それを見ていたエミリアは顔を真っ赤にして口を押さえていた。

「かっ……カワイイ……あたしも欲しいかも……」

「え、エミリア……」

こんな状況にも関わらず、不謹慎ながらそう発言する彼女に冷たい視線で見つめるミルフィ。

出てきた黄色、緑色、計2匹のミニドラが最初に登場した彼に注目した。

「ドララ、ドラドラドラ、ドララァ!」
……何を喋っているのか分からないが、今に置かれている状況説明と目的、そして各人、どの故障箇所へ向かうのかを話しているのは全員すぐに理解できた。

すぐに彼らの会議が終わり、赤いミニドラ……「赤ドラ」は自身のポケットから懐中電灯を取り出し、それを二匹に向けて光を照射すると、小さかった体が更に縮み、まるで豆粒のようになった。

そして直ぐに自分も光を当てて彼らと同じサイズに変化した。

「ドララ〜〜!」

豆粒と化した彼らは手を使ってスネ夫に向かって何かをジェスチャーしている。
……どうやら自分達をドラえもんの口の中に入れて欲しいと言っているようである。

スネ夫は指示通りに手の平に三匹を乗せてドラえもんの口の位置まで移動させた。

「ドラドラ、ドラ!」
今度はジャイアンに視線を向け、丸い手ををドラえもんの口に示している。

「お、そうかわかった!!」

彼の口が閉じていることに気づいたジャイアンはすかさず強引にこじ開けた。

「ドララァ!」

赤ドラを先頭に三匹は口腔内へ飛び降り、突入していった。

「これで直るといいけど……」

するとエミリアは腰の弾帯に装着されたホルダーからあの2丁拳銃『テレサ』、『ユンク』を取り出した。

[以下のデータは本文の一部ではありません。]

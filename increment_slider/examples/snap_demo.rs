// Copyright 2026 the Xilem Authors
// SPDX-License-Identifier: Apache-2.0

//! Drives an increment slider through a few gestures and logs what happens.
//!
//! Run with `RUST_LOG=trace` to see every animation frame.

use increment_slider::SliderConfig;
use increment_slider::animation::Easing;
use increment_slider::testing::Harness;
use increment_slider::tracing_backend::try_init_tracing;
use tracing::info;

fn main() {
    let _ = try_init_tracing();

    let config = SliderConfig::new(0, 100)
        .with_sections(4)
        .with_easing(Easing::AccelerateDecelerate);
    let mut harness = Harness::new(config);
    info!("Increments: {:?}", harness.slider().increments().as_slice());

    harness.drag(10, 60);
    let frames = harness.animate_until_idle();
    info!(
        "Released at 60, settled on {} after {frames} frames",
        harness.progress()
    );

    harness.pointer_down_at(50);
    harness.pointer_up_at(95);
    harness.animate_until_idle();
    info!("Tapped at 95 without dragging, still on {}", harness.progress());

    if let Err(err) = harness.slider_mut().set_increment(9) {
        info!("Rejected: {err}");
    }
    harness.slider_mut().set_increment(4).unwrap();
    harness.animate_until_idle();
    info!("Jumped to {}", harness.progress());

    for (circle, color) in harness.paint().circles {
        info!("Tick at x = {:.1}, color {:?}", circle.center.x, color);
    }
    info!("Listener saw increments {:?}", harness.settled());
}
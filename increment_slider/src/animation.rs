// Copyright 2026 the Xilem Authors
// SPDX-License-Identifier: Apache-2.0

//! Timed interpolation of slider progress.

use std::f64::consts::PI;
use std::fmt;
use std::time::Duration;

/// Identifies one animation run.
///
/// Ids grow monotonically, so a frame carrying an older id belongs to an animation
/// which has since been superseded.
#[derive(Clone, Copy, Debug, PartialEq, Eq, PartialOrd, Ord, Hash)]
pub struct AnimationId(u64);

impl AnimationId {
    /// The id before any animation has been started.
    pub const NONE: Self = Self(0);

    /// Returns the id following this one.
    pub const fn next(self) -> Self {
        Self(self.0 + 1)
    }

    /// Returns the raw generation number.
    pub const fn to_raw(self) -> u64 {
        self.0
    }
}

impl fmt::Display for AnimationId {
    fn fmt(&self, f: &mut fmt::Formatter<'_>) -> fmt::Result {
        write!(f, "#{}", self.0)
    }
}

/// The rate of change of an animation over its duration.
#[derive(Clone, Copy, Debug, Default, PartialEq, Eq)]
pub enum Easing {
    /// Constant speed.
    Linear,
    /// Starts and ends slowly, fastest in the middle.
    #[default]
    AccelerateDecelerate,
}

impl Easing {
    /// Maps elapsed fraction `t` in `[0, 1]` to progress fraction in `[0, 1]`.
    pub fn apply(self, t: f64) -> f64 {
        let t = t.clamp(0., 1.);
        match self {
            Self::Linear => t,
            Self::AccelerateDecelerate => ((t + 1.) * PI).cos() / 2. + 0.5,
        }
    }
}

/// An integer interpolation from one progress value to another over a fixed duration.
#[derive(Clone, Debug, PartialEq)]
pub struct Animation {
    id: AnimationId,
    from: i32,
    target: i32,
    duration: u64,
    elapsed: u64,
    easing: Easing,
}

impl Animation {
    /// Creates an animation from `from` to `target` lasting `duration`.
    pub fn new(id: AnimationId, from: i32, target: i32, duration: Duration, easing: Easing) -> Self {
        Self {
            id,
            from,
            target,
            duration: u64::try_from(duration.as_nanos()).unwrap_or(u64::MAX),
            elapsed: 0,
            easing,
        }
    }

    /// The generation id of this animation.
    pub fn id(&self) -> AnimationId {
        self.id
    }

    /// The value this animation started from.
    pub fn from(&self) -> i32 {
        self.from
    }

    /// The value this animation ends on.
    pub fn target(&self) -> i32 {
        self.target
    }

    /// The total duration of the animation.
    pub fn duration(&self) -> Duration {
        Duration::from_nanos(self.duration)
    }

    /// The time the animation has run so far.
    pub fn elapsed(&self) -> Duration {
        Duration::from_nanos(self.elapsed)
    }

    /// The fraction of the duration that has elapsed, in `[0, 1]`.
    pub fn fraction(&self) -> f64 {
        if self.duration == 0 {
            1.
        } else {
            (self.elapsed as f64 / self.duration as f64).min(1.)
        }
    }

    /// Returns `true` once the full duration has elapsed.
    pub fn is_finished(&self) -> bool {
        self.elapsed >= self.duration
    }

    /// Moves the animation forward by `interval` nanoseconds and returns the new value.
    pub fn advance(&mut self, interval: u64) -> i32 {
        self.elapsed = self.elapsed.saturating_add(interval);
        self.value()
    }

    /// The interpolated value at the current elapsed time.
    #[expect(
        clippy::cast_possible_truncation,
        reason = "the interpolated value lies between two i32 values"
    )]
    pub fn value(&self) -> i32 {
        if self.is_finished() {
            return self.target;
        }
        let delta = f64::from(self.target) - f64::from(self.from);
        (f64::from(self.from) + (delta * self.easing.apply(self.fraction())).round()) as i32
    }
}

// --- MARK: TESTS
#[cfg(test)]
mod tests {
    use float_cmp::assert_approx_eq;

    use super::*;

    const MS: u64 = 1_000_000;

    #[test]
    fn easing_endpoints() {
        for easing in [Easing::Linear, Easing::AccelerateDecelerate] {
            assert_approx_eq!(f64, easing.apply(0.), 0., epsilon = 1e-12);
            assert_approx_eq!(f64, easing.apply(1.), 1., epsilon = 1e-12);
            assert_approx_eq!(f64, easing.apply(0.5), 0.5, epsilon = 1e-12);
        }
        assert!(Easing::AccelerateDecelerate.apply(0.25) < 0.25);
        assert!(Easing::AccelerateDecelerate.apply(0.75) > 0.75);
    }

    #[test]
    fn linear_run() {
        let mut anim = Animation::new(
            AnimationId::NONE.next(),
            60,
            50,
            Duration::from_millis(100),
            Easing::Linear,
        );
        assert_eq!(anim.value(), 60);
        assert_eq!(anim.advance(50 * MS), 55);
        assert!(!anim.is_finished());
        assert_eq!(anim.advance(30 * MS), 52);
        assert_eq!(anim.advance(30 * MS), 50);
        assert!(anim.is_finished());
        assert_eq!(anim.elapsed(), Duration::from_millis(110));
    }

    #[test]
    fn values_stay_between_endpoints() {
        let mut anim = Animation::new(
            AnimationId::NONE.next(),
            0,
            75,
            Duration::from_millis(200),
            Easing::AccelerateDecelerate,
        );
        let mut previous = anim.value();
        while !anim.is_finished() {
            let value = anim.advance(7 * MS);
            assert!((0..=75).contains(&value));
            assert!(value >= previous, "animation went backwards");
            previous = value;
        }
        assert_eq!(previous, 75);
    }

    #[test]
    fn zero_duration_jumps() {
        let anim = Animation::new(
            AnimationId::NONE.next(),
            10,
            90,
            Duration::ZERO,
            Easing::default(),
        );
        assert!(anim.is_finished());
        assert_eq!(anim.value(), 90);
        assert_approx_eq!(f64, anim.fraction(), 1.);
    }

    #[test]
    fn ids_increase() {
        let first = AnimationId::NONE.next();
        let second = first.next();
        assert!(second > first);
        assert_eq!(second.to_raw(), 2);
        assert_eq!(second.to_string(), "#2");
    }
}
// Copyright 2026 the Xilem Authors
// SPDX-License-Identifier: Apache-2.0

//! Console logging for the slider demo and test harness.
//!
//! Both entry points install a global [`tracing`] subscriber writing to stderr. Each
//! line starts with the UTC time of day to the millisecond, and targets are left out,
//! since everything logged here comes from one crate.
//!
//! [`try_init_tracing`] defaults to `DEBUG` in debug builds and `INFO` in release
//! builds. [`try_init_test_tracing`] defaults to `WARN`.
//!
//! `RUST_LOG` overrides the default level, e.g. `RUST_LOG=increment_slider=trace`
//! shows every animation frame. An already installed subscriber is left in place.

use std::error::Error;
use std::fmt;

use time::macros::format_description;
use tracing::Subscriber;
use tracing_subscriber::EnvFilter;
use tracing_subscriber::filter::LevelFilter;
use tracing_subscriber::fmt::time::UtcTime;
use tracing_subscriber::prelude::*;

/// Builds the console subscriber, filtered at `level` unless `RUST_LOG` says otherwise.
///
/// A malformed `RUST_LOG` doesn't stop logging: the valid directives are kept, and the
/// parse error is returned alongside so it can be reported through the new subscriber.
pub fn console_subscriber(level: LevelFilter) -> (impl Subscriber, Option<Box<dyn Error>>) {
    let filter = EnvFilter::builder()
        .with_default_directive(level.into())
        .with_env_var("RUST_LOG");
    let filter_error = filter
        .from_env()
        .err()
        .map(|err| Box::new(err) as Box<dyn Error>);

    // Trailing `Z` marks the time as UTC.
    let clock = UtcTime::new(format_description!(
        "[hour repr:24]:[minute]:[second].[subsecond digits:3]Z"
    ));
    let console = tracing_subscriber::fmt::layer()
        .with_timer(clock)
        .with_target(false)
        .with_writer(std::io::stderr)
        .with_filter(filter.from_env_lossy());

    (tracing_subscriber::registry().with(console), filter_error)
}

/// Returned when a global subscriber was installed before ours.
#[derive(Debug, Clone, Copy, PartialEq, Eq)]
pub struct SubscriberAlreadySet;

impl fmt::Display for SubscriberAlreadySet {
    fn fmt(&self, f: &mut fmt::Formatter<'_>) -> fmt::Result {
        f.pad("a global tracing subscriber is already set")
    }
}

impl Error for SubscriberAlreadySet {}

fn install(level: LevelFilter) -> Result<(), SubscriberAlreadySet> {
    // `has_been_set` is doc(hidden) but stable across tracing-core 0.1.
    if tracing_core::dispatcher::has_been_set() {
        return Err(SubscriberAlreadySet);
    }
    let (subscriber, filter_error) = console_subscriber(level);
    tracing::subscriber::set_global_default(subscriber).map_err(|_| SubscriberAlreadySet)?;
    if let Some(err) = filter_error {
        tracing::warn!("Ignoring invalid parts of RUST_LOG: {err}");
    }
    Ok(())
}

/// Installs console logging for tests, showing warnings and errors only.
///
/// # Errors
///
/// Returns [`SubscriberAlreadySet`] if a global subscriber exists, which is expected
/// when several tests in one binary call this.
pub fn try_init_test_tracing() -> Result<(), SubscriberAlreadySet> {
    install(LevelFilter::WARN)
}

/// Installs console logging for an application.
///
/// At the default level a gesture logs its state changes and its settle.
///
/// # Errors
///
/// Returns [`SubscriberAlreadySet`] if a global subscriber exists.
pub fn try_init_tracing() -> Result<(), SubscriberAlreadySet> {
    let level = if cfg!(debug_assertions) {
        LevelFilter::DEBUG
    } else {
        LevelFilter::INFO
    };
    install(level)
}
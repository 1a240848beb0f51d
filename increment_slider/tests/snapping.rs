// Copyright 2026 the Xilem Authors
// SPDX-License-Identifier: Apache-2.0

//! End-to-end tests of dragging, settling and programmatic jumps.

use std::cell::Cell;
use std::rc::Rc;

use assert_matches::assert_matches;
use increment_slider::animation::Easing;
use increment_slider::controller::State;
use increment_slider::host::{HostSlider, PointerEvent};
use increment_slider::testing::{Harness, TestHost};
use increment_slider::{ConfigError, IncrementOutOfRange, IncrementSlider, SliderConfig};

fn quarters() -> Harness {
    Harness::new(SliderConfig::new(0, 100).with_sections(4))
}

#[test]
fn increments_follow_config() {
    let harness = quarters();
    assert_eq!(
        harness.slider().increments().as_slice(),
        &[0, 25, 50, 75, 100]
    );
}

#[test]
fn release_settles_on_nearest_increment() {
    let mut harness = quarters();

    harness.pointer_down_at(30);
    harness.pointer_move_to(60);
    assert_eq!(harness.progress(), 60, "thumb follows the pointer freely");
    assert!(harness.settled().is_empty());

    harness.pointer_up_at(60);
    assert_matches!(harness.slider().state(), State::Settling { .. });
    assert!(harness.settled().is_empty(), "nothing is reported mid-flight");

    harness.animate_until_idle();
    assert_eq!(harness.progress(), 50);
    assert_eq!(harness.settled(), [2]);
    assert_eq!(harness.slider().state(), &State::Idle);
    assert_eq!(harness.slider().current_increment(), Some(2));
}

#[test]
fn settle_takes_the_settle_duration() {
    let mut harness = Harness::new(
        SliderConfig::new(0, 100)
            .with_sections(4)
            .with_easing(Easing::Linear),
    );
    harness.drag(0, 40);

    harness.animate_ms(48);
    let midway = harness.progress();
    assert!(
        (45..50).contains(&midway),
        "expected to be on the way from 40 to 50, got {midway}"
    );
    assert!(harness.settled().is_empty());

    harness.animate_ms(64);
    assert_eq!(harness.progress(), 50);
    assert_eq!(harness.settled(), [2]);
}

#[test]
fn intermediate_frames_write_progress() {
    let mut harness = Harness::new(
        SliderConfig::new(0, 100)
            .with_sections(2)
            .with_easing(Easing::Linear),
    );
    harness.drag(0, 30);
    harness.animate_until_idle();

    let writes = harness.slider().host().writes();
    assert!(writes.len() > 1, "expected several frames, got {writes:?}");
    assert!(writes.windows(2).all(|w| w[0] <= w[1]));
    assert_eq!(writes.last(), Some(&50));
    assert_eq!(harness.settled(), [1]);
}

#[test]
fn tap_does_not_move_the_thumb() {
    let mut harness = Harness::with_host(
        TestHost::new().with_progress(25),
        SliderConfig::new(0, 100).with_sections(4),
    );

    // The host jumps to the pressed position, which is reverted.
    harness.pointer_down_at(90);
    assert_eq!(harness.progress(), 25);
    assert_eq!(harness.slider().host().writes(), &[25]);

    harness.pointer_up_at(90);
    assert_eq!(harness.progress(), 25);
    harness.animate_until_idle();
    assert_eq!(harness.progress(), 25);
    assert_eq!(harness.settled(), [1]);
}

#[test]
fn suppressed_changes_revert_to_captured_progress() {
    let mut harness = Harness::with_host(
        TestHost::new().with_progress(40),
        SliderConfig::new(0, 100).with_sections(4),
    );
    harness.pointer_down_at(40);

    for (value, from_user) in [(70, false), (10, true), (99, false)] {
        harness.slider_mut().host_mut().set_progress(value);
        harness.slider_mut().on_progress_changed(value, from_user);
        assert_eq!(harness.progress(), 40);
    }

    // Once the pointer moves, changes go through.
    harness.pointer_move_to(70);
    harness.slider_mut().on_progress_changed(70, true);
    assert_eq!(harness.progress(), 70);
}

#[test]
fn set_increment_from_any_progress() {
    for start in [0, 13, 50, 99, 100] {
        let mut harness = Harness::with_host(
            TestHost::new().with_progress(start),
            SliderConfig::new(0, 100).with_sections(4),
        );
        harness.slider_mut().set_increment(0).unwrap();
        harness.animate_until_idle();
        assert_eq!(harness.progress(), 0);
        assert_eq!(harness.settled(), [0], "starting from {start}");
    }
}

#[test]
fn set_increment_takes_the_jump_duration() {
    let mut harness = Harness::new(
        SliderConfig::new(0, 100)
            .with_sections(4)
            .with_easing(Easing::Linear),
    );
    harness.slider_mut().set_increment(4).unwrap();

    harness.animate_ms(112);
    assert!(harness.progress() < 100);
    assert!(harness.settled().is_empty());

    harness.animate_ms(96);
    assert_eq!(harness.progress(), 100);
    assert_eq!(harness.settled(), [4]);
}

#[test]
fn set_increment_out_of_range_is_an_error() {
    let mut harness = quarters();
    assert_eq!(
        harness.slider_mut().set_increment(5),
        Err(IncrementOutOfRange { index: 5, len: 5 })
    );
    assert_eq!(harness.slider().state(), &State::Idle);
    assert_eq!(harness.animate_until_idle(), 0);
}

#[test]
fn later_animation_supersedes_earlier_one() {
    let mut harness = quarters();
    harness.slider_mut().set_increment(4).unwrap();
    harness.animate_ms(32);
    assert!(harness.progress() > 0);

    // The frame already requested by the first animation is still delivered,
    // and must be ignored.
    harness.slider_mut().set_increment(1).unwrap();
    harness.animate_until_idle();

    assert_eq!(harness.progress(), 25);
    assert_eq!(harness.settled(), [1]);
}

#[test]
fn press_during_animation_takes_over() {
    let mut harness = quarters();
    harness.slider_mut().set_increment(4).unwrap();
    harness.animate_ms(32);

    let progress = harness.progress();
    harness.pointer_down_at(progress);
    harness.pointer_move_to(10);
    harness.pointer_up_at(10);
    harness.animate_until_idle();

    assert_eq!(harness.progress(), 0);
    assert_eq!(harness.settled(), [0]);
}

#[test]
fn cancel_settles_like_release() {
    let mut harness = quarters();
    harness.pointer_down_at(0);
    harness.pointer_move_to(80);
    harness.pointer_event(PointerEvent::Cancel);
    harness.animate_until_idle();

    assert_eq!(harness.progress(), 75);
    assert_eq!(harness.settled(), [3]);
}

#[test]
fn each_settle_is_reported_once() {
    let mut harness = quarters();
    harness.drag(0, 60);
    harness.animate_until_idle();
    harness.drag(50, 90);
    harness.animate_until_idle();
    harness.slider_mut().set_increment(1).unwrap();
    harness.animate_until_idle();

    assert_eq!(harness.settled(), [2, 4, 1]);
}

#[test]
fn no_listener_is_fine() {
    let counter = Rc::new(Cell::new(0));
    let count = Rc::clone(&counter);
    let mut slider = IncrementSlider::new(TestHost::new(), SliderConfig::default())
        .unwrap()
        .with_listener(move |_| count.set(count.get() + 1));
    slider.clear_listener();

    slider.set_increment(2).unwrap();
    let id = slider.host_mut().take_anim_frames()[0];
    for _ in 0..20 {
        slider.on_anim_frame(id, 16_000_000);
    }
    assert_eq!(slider.host().progress(), 50);
    assert_eq!(counter.get(), 0);
}

#[test]
fn invalid_configs_are_rejected() {
    assert_matches!(
        IncrementSlider::new(TestHost::new(), SliderConfig::new(10, 10)),
        Err(ConfigError::EmptyRange { .. })
    );
    assert_matches!(
        IncrementSlider::new(TestHost::new(), SliderConfig::new(0, 100).with_sections(0)),
        Err(ConfigError::NoSections)
    );
    assert_matches!(
        IncrementSlider::new(TestHost::new(), SliderConfig::new(0, 2).with_sections(3)),
        Err(ConfigError::TooManySections { .. })
    );
}

#[test]
fn config_is_applied_to_host() {
    let tint = increment_slider::peniko::Color::from_rgb8(10, 20, 30);
    let harness = Harness::new(
        SliderConfig::new(200, 400)
            .with_sections(8)
            .with_thumb_tint(tint),
    );
    let host = harness.slider().host();
    assert_eq!((host.min(), host.max()), (200, 400));
    assert_eq!(host.progress(), 200, "progress is clamped into the new range");
    assert_eq!(host.thumb_tint(), Some(tint));
    assert_eq!(harness.slider().increments().len(), 9);
}

#[test]
fn range_change_mid_gesture_keeps_the_drag() {
    let mut harness = quarters();
    harness.pointer_down_at(0);
    harness.pointer_move_to(60);

    harness.slider_mut().set_range(0, 10).unwrap();
    assert_matches!(harness.slider().state(), State::Dragging { .. });
    assert_eq!(harness.slider().increments().as_slice(), &[0, 2, 5, 7, 10]);
    assert_eq!(harness.progress(), 10);

    // The release settles on the new increments.
    harness.pointer_move_to(6);
    harness.pointer_up_at(6);
    harness.animate_until_idle();
    assert_eq!(harness.progress(), 5);
    assert_eq!(harness.settled(), [2]);
}

#[test]
fn release_after_jump_mid_drag_still_snaps() {
    let mut harness = quarters();
    harness.pointer_down_at(0);
    harness.pointer_move_to(30);
    harness.slider_mut().set_increment(4).unwrap();
    harness.animate_until_idle();
    assert_eq!(harness.progress(), 100);
    assert_eq!(harness.settled(), [4]);

    harness.pointer_move_to(60);
    assert_eq!(harness.progress(), 60, "the pointer is still dragging");
    harness.pointer_up_at(60);
    harness.animate_until_idle();

    let progress = harness.progress();
    assert!(
        harness.slider().increments().as_slice().contains(&progress),
        "thumb left off-increment at {progress}"
    );
    assert_eq!(progress, 50);
    assert_eq!(harness.settled(), [4, 2]);
    assert_eq!(harness.slider().state(), &State::Idle);
}

#[test]
fn release_during_jump_mid_drag_lets_it_finish() {
    let mut harness = quarters();
    harness.pointer_down_at(0);
    harness.pointer_move_to(30);
    harness.slider_mut().set_increment(4).unwrap();
    harness.animate_ms(32);

    harness.pointer_up_at(30);
    harness.animate_until_idle();
    assert_eq!(harness.progress(), 100);
    assert_eq!(harness.settled(), [4]);
    assert_eq!(harness.slider().state(), &State::Idle);
}

#[test]
fn section_change_during_animation_cancels_it() {
    let mut harness = quarters();
    harness.slider_mut().set_increment(4).unwrap();
    harness.animate_ms(16);

    harness.slider_mut().set_sections(2).unwrap();
    assert_eq!(harness.slider().sections(), 2);
    assert_eq!(harness.slider().increments().as_slice(), &[0, 50, 100]);

    // The pending frame belongs to the cancelled animation.
    assert_eq!(harness.animate_until_idle(), 1);
    assert!(harness.settled().is_empty());
}

#[test]
fn rejected_reconfiguration_keeps_previous_state() {
    let mut harness = quarters();
    assert_matches!(
        harness.slider_mut().set_sections(0),
        Err(ConfigError::NoSections)
    );
    assert_matches!(
        harness.slider_mut().set_range(5, 1),
        Err(ConfigError::EmptyRange { min: 5, max: 1 })
    );
    assert_eq!(harness.slider().sections(), 4);
    assert_eq!(harness.slider().increments().len(), 5);
    let host = harness.slider().host();
    assert_eq!((host.min(), host.max()), (0, 100));
}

「あたし、ドラちゃんが直るまで周辺の警戒と把握をしてくる。
スネ夫君とタケシ君の二人でわたしの反対側の見張りをお願いするわ。
ミルフィはあの子達が出てきたら通信機で連絡して、あたしも二人を呼びに行くわ」

「「「はい(了解)!!」」」

「あと二人とも、もし危険になったらすかさず大声で呼ぶこと、すぐに駆けつけるわ。ミルフィも二人の声が聞き取れたら中継して!!」

――そして各人はすぐに指示の通りに行動を開始した。